Rumours are unverified information circulating about the topics that people perceive important and are used as sense-making or risk management mechanism [4] . Rumours tend to thrive in situations that are ambiguous and/or pose a threat in which meanings are uncertain; questions are unsettled, information is missing, and/or lines of communications are absent. One of the contexts that satisfies all those conditions is the crisis. Due to the lack of information and mistrust towards the available sources of formal channels at the time of disaster being happening, people feel frustrated and seek information from informal channels. Eventually, if no information is available, people engage in affirmative rumouring, which means speculation based on whatever evidence and framework of understanding they posses [4] . Traditionally, rumours were propagated by means of word of mouth. However, in recent years, the rapid growth of social networks escalated this problem and turned it into a serious issue by accelerating, widening, and deepening the circulation of misinformation among people [21, 25] . Thus, it is of the essence to develop a solution for this problem, because it can otherwise turn into a potential threat to the main societal institutions such as peace and democracy.

One of the promising approaches to quell online rumours is artificial intelligence (AI) which can tackle misinformation at scale and across languages and time zones. Among the AI approaches, binary classification dominates the literature of rumour detection [33] . In this approach the classifiers are trained by historical samples form two classes of rumour and non-rumour. Recent studies have shown theoretically and empirically that compared to all different kinds of information circulating in social networks, rumours are in minority [5, 6, 15] . In other word, the fraction of non-rumours has the majority in the flow of information in social networks. From a data collection point of view, this leads to an imbalanced dataset containing uneven volume of rumour and non-rumour samples. This imbalance gives rise to the "class imbalance" problem or "curse of imbalanced dataset", which is the problem of learning a concept from a class with a small number of samples [16] . In machine learning, the problem of imbalanced data has been addressed by a learning paradigm called imbalanced learning.

In this study, we address the rumour dearth versus non-rumour abundance by imbalanced learning. As Fig. 1 illustrates, we first collected more than 200,000 tweets regarding Kerala flood and Hurricane Florence. For the annotation, we used a large-scale labeling technique based on signal words of each incident.
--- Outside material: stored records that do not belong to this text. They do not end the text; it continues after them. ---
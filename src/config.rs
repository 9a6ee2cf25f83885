use serde::Deserialize;

/// Application configuration loaded from environment variables
#[derive(Debug, Deserialize, Clone)]
pub struct Config {
    /// OpenAI (or compatible) API key
    pub openai_api_key: String,

    /// OpenAI-compatible API base URL
    #[serde(default = "default_openai_api_url")]
    pub openai_api_url: String,

    /// Chat model used for summaries, rationales and generated lists
    #[serde(default = "default_openai_model")]
    pub openai_model: String,

    /// Embedding model. Cached corpora are only comparable with vectors of the same model.
    #[serde(default = "default_embedding_model")]
    pub embedding_model: String,

    /// OMDb API key
    pub omdb_api_key: String,

    #[serde(default = "default_omdb_url")]
    pub omdb_url: String,

    /// TMDB read access token (sent as a bearer token)
    pub tmdb_api_key: String,

    #[serde(default = "default_tmdb_url")]
    pub tmdb_url: String,

    /// MediaWiki API endpoint used for long-form plots
    #[serde(default = "default_wikipedia_api_url")]
    pub wikipedia_api_url: String,

    /// Listing page scraped for the "worst movies" corpus
    #[serde(default = "default_worst_movies_url")]
    pub worst_movies_url: String,

    #[serde(default = "default_worst_movies_cache_path")]
    pub worst_movies_cache_path: String,

    #[serde(default = "default_subtitles_cache_path")]
    pub subtitles_cache_path: String,

    /// Folder holding `Title (Year).srt` transcripts
    #[serde(default = "default_subtitles_dir")]
    pub subtitles_dir: String,

    /// Width of a transcript chunk in minutes
    #[serde(default = "default_subtitle_interval_minutes")]
    pub subtitle_interval_minutes: u32,

    /// Number of movies requested from / kept by each strategy
    #[serde(default = "default_amount_of_movies")]
    pub amount_of_movies: usize,

    /// Server host address
    #[serde(default = "default_host")]
    pub host: String,

    /// Server port
    #[serde(default = "default_port")]
    pub port: u16,
}

fn default_openai_api_url() -> String {
    "https://api.openai.com/v1".to_string()
}

fn default_openai_model() -> String {
    "gpt-3.5-turbo".to_string()
}

fn default_embedding_model() -> String {
    "text-embedding-3-small".to_string()
}

fn default_omdb_url() -> String {
    "http://www.omdbapi.com/".to_string()
}

fn default_tmdb_url() -> String {
    "https://api.themoviedb.org/3".to_string()
}

fn default_wikipedia_api_url() -> String {
    "https://en.wikipedia.org/w/api.php".to_string()
}

fn default_worst_movies_url() -> String {
    "https://en.wikipedia.org/wiki/List_of_films_considered_the_worst".to_string()
}

fn default_worst_movies_cache_path() -> String {
    "data/json/worst_movies.json".to_string()
}

fn default_subtitles_cache_path() -> String {
    "data/json/subtitles.json".to_string()
}

fn default_subtitles_dir() -> String {
    "data/subtitles/".to_string()
}

fn default_subtitle_interval_minutes() -> u32 {
    10
}

fn default_amount_of_movies() -> usize {
    5
}

fn default_host() -> String {
    "127.0.0.1".to_string()
}

fn default_port() -> u16 {
    8000
}

impl Config {
    /// Load configuration from environment variables
    pub fn from_env() -> anyhow::Result<Self> {
        dotenvy::dotenv().ok();
        envy::from_env::<Config>().map_err(|e| anyhow::anyhow!("Failed to load config: {}", e))
    }

    /// Address the HTTP server binds to
    pub fn bind_address(&self) -> String {
        format!("{}:{}", self.host, self.port)
    }
}

#[cfg(test)]
mod tests {
    use super::*;

    #[test]
    fn test_defaults_applied_for_optional_keys() {
        let vars = vec![
            ("OPENAI_API_KEY".to_string(), "sk-test".to_string()),
            ("OMDB_API_KEY".to_string(), "omdb".to_string()),
            ("TMDB_API_KEY".to_string(), "tmdb".to_string()),
        ];

        let config: Config = envy::from_iter(vars).unwrap();
        assert_eq!(config.subtitle_interval_minutes, 10);
        assert_eq!(config.amount_of_movies, 5);
        assert_eq!(config.worst_movies_cache_path, "data/json/worst_movies.json");
        assert_eq!(config.bind_address(), "127.0.0.1:8000");
    }

    #[test]
    fn test_missing_required_key_fails() {
        let vars = vec![("OMDB_API_KEY".to_string(), "omdb".to_string())];
        let result = envy::from_iter::<_, Config>(vars);
        assert!(result.is_err());
    }
}
use std::collections::HashSet;
use std::sync::Arc;

use crate::{
    error::AppResult,
    models::{Candidate, DiscoverQuery, DiscoveredMovie, UserProfile},
    services::{
        providers::DiscoverySource,
        recommenders::{CandidateList, Recommender, NO_MOVIES_FOUND},
    },
};

/// Structured discovery against the movie database
///
/// Profile entries are resolved to ids first: genres through the genre list,
/// themes through keyword search, actors and directors through person search.
/// Entries that are already numeric are taken as ids. Names that resolve to
/// nothing are logged and left out of the query.
#[derive(Clone)]
pub struct DiscoveryRecommender {
    source: Arc<dyn DiscoverySource>,
}

impl DiscoveryRecommender {
    pub fn new(source: Arc<dyn DiscoverySource>) -> Self {
        Self { source }
    }

    /// Resolves profile names into discovery filter ids
    pub async fn resolve_query(&self, profile: &UserProfile) -> AppResult<DiscoverQuery> {
        let mut query = DiscoverQuery::default();

        let genres = profile.active_genres();
        if !genres.is_empty() {
            let known = self.source.genres().await?;
            for genre in genres {
                let id = parse_id(genre).or_else(|| {
                    known
                        .iter()
                        .find(|(name, _)| name.eq_ignore_ascii_case(genre))
                        .map(|(_, id)| *id)
                });
                match id {
                    Some(id) => query.genre_ids.push(id),
                    None => tracing::warn!(genre = %genre, "Unknown genre"),
                }
            }
        }

        for theme in profile.active_themes() {
            match self.source.keyword_id(theme).await? {
                Some(id) => query.keyword_ids.push(id),
                None => tracing::warn!(keyword = %theme, "Keyword not found"),
            }
        }

        for actor in profile.active_actors() {
            if let Some(id) = self.person(actor).await? {
                query.cast_ids.push(id);
            }
        }

        for director in profile.active_directors() {
            if let Some(id) = self.person(director).await? {
                query.crew_ids.push(id);
            }
        }

        Ok(query)
    }

    async fn person(&self, name: &str) -> AppResult<Option<u64>> {
        if let Some(id) = parse_id(name) {
            return Ok(Some(id));
        }
        let id = self.source.person_id(name).await?;
        if id.is_none() {
            tracing::warn!(person = %name, "Person not found");
        }
        Ok(id)
    }

    /// Discovered movies for `profile`, in the order the source ranks them
    ///
    /// When the combined query matches nothing, the profile is split into a
    /// cast-only query and a themes-and-genres query. Both run once and their
    /// results are merged, first occurrence wins. There is no further fallback.
    pub async fn discover(&self, profile: &UserProfile) -> AppResult<Vec<DiscoveredMovie>> {
        let query = self.resolve_query(profile).await?;
        tracing::debug!(?query, "Running discovery");

        let movies = self.source.discover(&query).await?;
        if !movies.is_empty() {
            return Ok(movies);
        }

        tracing::info!("Combined discovery query matched nothing, splitting profile");
        let by_cast = self.source.discover(&query.cast_only()).await?;
        let by_themes = self.source.discover(&query.themes_and_genres_only()).await?;

        Ok(merge_unique(by_cast, by_themes))
    }
}

fn parse_id(value: &str) -> Option<u64> {
    value.trim().parse().ok()
}

fn merge_unique(first: Vec<DiscoveredMovie>, second: Vec<DiscoveredMovie>) -> Vec<DiscoveredMovie> {
    let mut seen = HashSet::new();
    first
        .into_iter()
        .chain(second)
        .filter(|movie| seen.insert(movie.id))
        .collect()
}

#[async_trait::async_trait]
impl Recommender for DiscoveryRecommender {
    async fn candidates(&self, profile: &UserProfile) -> AppResult<CandidateList> {
        let movies = self.discover(profile).await?;
        if movies.is_empty() {
            return Ok(CandidateList::default().with_error(NO_MOVIES_FOUND));
        }

        let candidates = movies
            .iter()
            .map(|movie| Candidate::new(movie.title.as_str()).with_year(movie.release_year()))
            .collect();
        Ok(CandidateList::new(candidates))
    }
}
/// Candidate-generation strategies
///
/// Every strategy turns a user profile into an ordered list of candidate titles.
/// Enrichment and filtering happen afterwards, in `RecommendationService`.
use std::fmt;

use serde::{Deserialize, Serialize};

use crate::{
    error::AppResult,
    models::{Candidate, UserProfile},
};

pub mod discovery;
pub mod generative;
pub mod similarity;

pub use discovery::DiscoveryRecommender;
pub use generative::GenerativeRecommender;
pub use similarity::SimilarityRecommender;

/// Notice surfaced when structured discovery matched nothing at all
pub const NO_MOVIES_FOUND: &str = "No movies found with the given criteria";

/// Candidates in rank order, plus notices to show the user
#[derive(Debug, Clone, Default, PartialEq)]
pub struct CandidateList {
    pub candidates: Vec<Candidate>,
    pub errors: Vec<String>,
}

impl CandidateList {
    pub fn new(candidates: Vec<Candidate>) -> Self {
        Self {
            candidates,
            errors: Vec::new(),
        }
    }

    pub fn with_error(mut self, error: impl Into<String>) -> Self {
        self.errors.push(error.into());
        self
    }
}

#[cfg_attr(test, mockall::automock)]
#[async_trait::async_trait]
pub trait Recommender: Send + Sync {
    /// Ordered candidates for `profile`
    ///
    /// Recoverable problems are reported in `CandidateList::errors`; an `Err` means an
    /// upstream service failed and the whole request should fail with it.
    async fn candidates(&self, profile: &UserProfile) -> AppResult<CandidateList>;
}

/// Strategy selected by the caller
#[derive(Debug, Clone, Copy, PartialEq, Eq, Hash, PartialOrd, Ord, Serialize, Deserialize)]
#[serde(rename_all = "lowercase")]
pub enum RecommendationStrategy {
    /// Structured discovery on profile filters
    Discovery,
    /// Language model with the profile only
    PureAi,
    /// Language model seeded with discovery results
    AiAssist,
    /// Similarity ranking over the scraped worst-films list
    WorstMovie,
    /// Similarity ranking over film transcripts
    Subtitles,
}

impl RecommendationStrategy {
    pub const ALL: [RecommendationStrategy; 5] = [
        RecommendationStrategy::Discovery,
        RecommendationStrategy::PureAi,
        RecommendationStrategy::AiAssist,
        RecommendationStrategy::WorstMovie,
        RecommendationStrategy::Subtitles,
    ];

    pub fn as_str(&self) -> &'static str {
        match self {
            RecommendationStrategy::Discovery => "discovery",
            RecommendationStrategy::PureAi => "pureai",
            RecommendationStrategy::AiAssist => "aiassist",
            RecommendationStrategy::WorstMovie => "worstmovie",
            RecommendationStrategy::Subtitles => "subtitles",
        }
    }
}

impl fmt::Display for RecommendationStrategy {
    fn fmt(&self, f: &mut fmt::Formatter<'_>) -> fmt::Result {
        f.write_str(self.as_str())
    }
}

#[cfg(test)]
mod tests {
    use super::*;

    #[test]
    fn test_strategy_wire_keys() {
        for strategy in RecommendationStrategy::ALL {
            let json = serde_json::to_string(&strategy).unwrap();
            assert_eq!(json, format!("\"{}\"", strategy.as_str()));

            let parsed: RecommendationStrategy = serde_json::from_str(&json).unwrap();
            assert_eq!(parsed, strategy);
        }
    }

    #[test]
    fn test_unknown_strategy_rejected() {
        assert!(serde_json::from_str::<RecommendationStrategy>("\"openai\"").is_err());
        assert!(serde_json::from_str::<RecommendationStrategy>("\"PureAi\"").is_err());
    }

    #[test]
    fn test_candidate_list_with_error() {
        let list = CandidateList::new(vec![Candidate::new("Alien")]).with_error(NO_MOVIES_FOUND);
        assert_eq!(list.candidates.len(), 1);
        assert_eq!(list.errors, vec![NO_MOVIES_FOUND.to_string()]);
    }
}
We then extract 83 theory-based and early available features from every data point. Out of those features, 47 of which are proposed for the first time. Our feature selection method represents a high level of effectiveness for the newly proposed features. In the next step, we conduct a series of experiments using imbalanced learning. For the experiments, we use cross-topic learning in which a classifier is trained on one incident and is tested on the other one, instead of training and test on the same dataset. In the end, using Bayesian Wilcoxon Signed-rank test, we measure the effectiveness of imbalanced learning.

Given this, the main contributions of this article are summarised as follows:

1. Improving the models performance using imbalanced learning due to the imbalanced nature of rumour against non-rumour in social media. 2. Building two annotated datasets comprising more than 200,000 tweets regarding Kerala flood and the Hurricane Florence. 3. Proposing 47 features for computational rumour detection and evaluating them using five different learning methods. 4. Designing a set of cross-topic novel experiments which replicate the real-world situation in rumour detection through training with one dataset and testing with the other one.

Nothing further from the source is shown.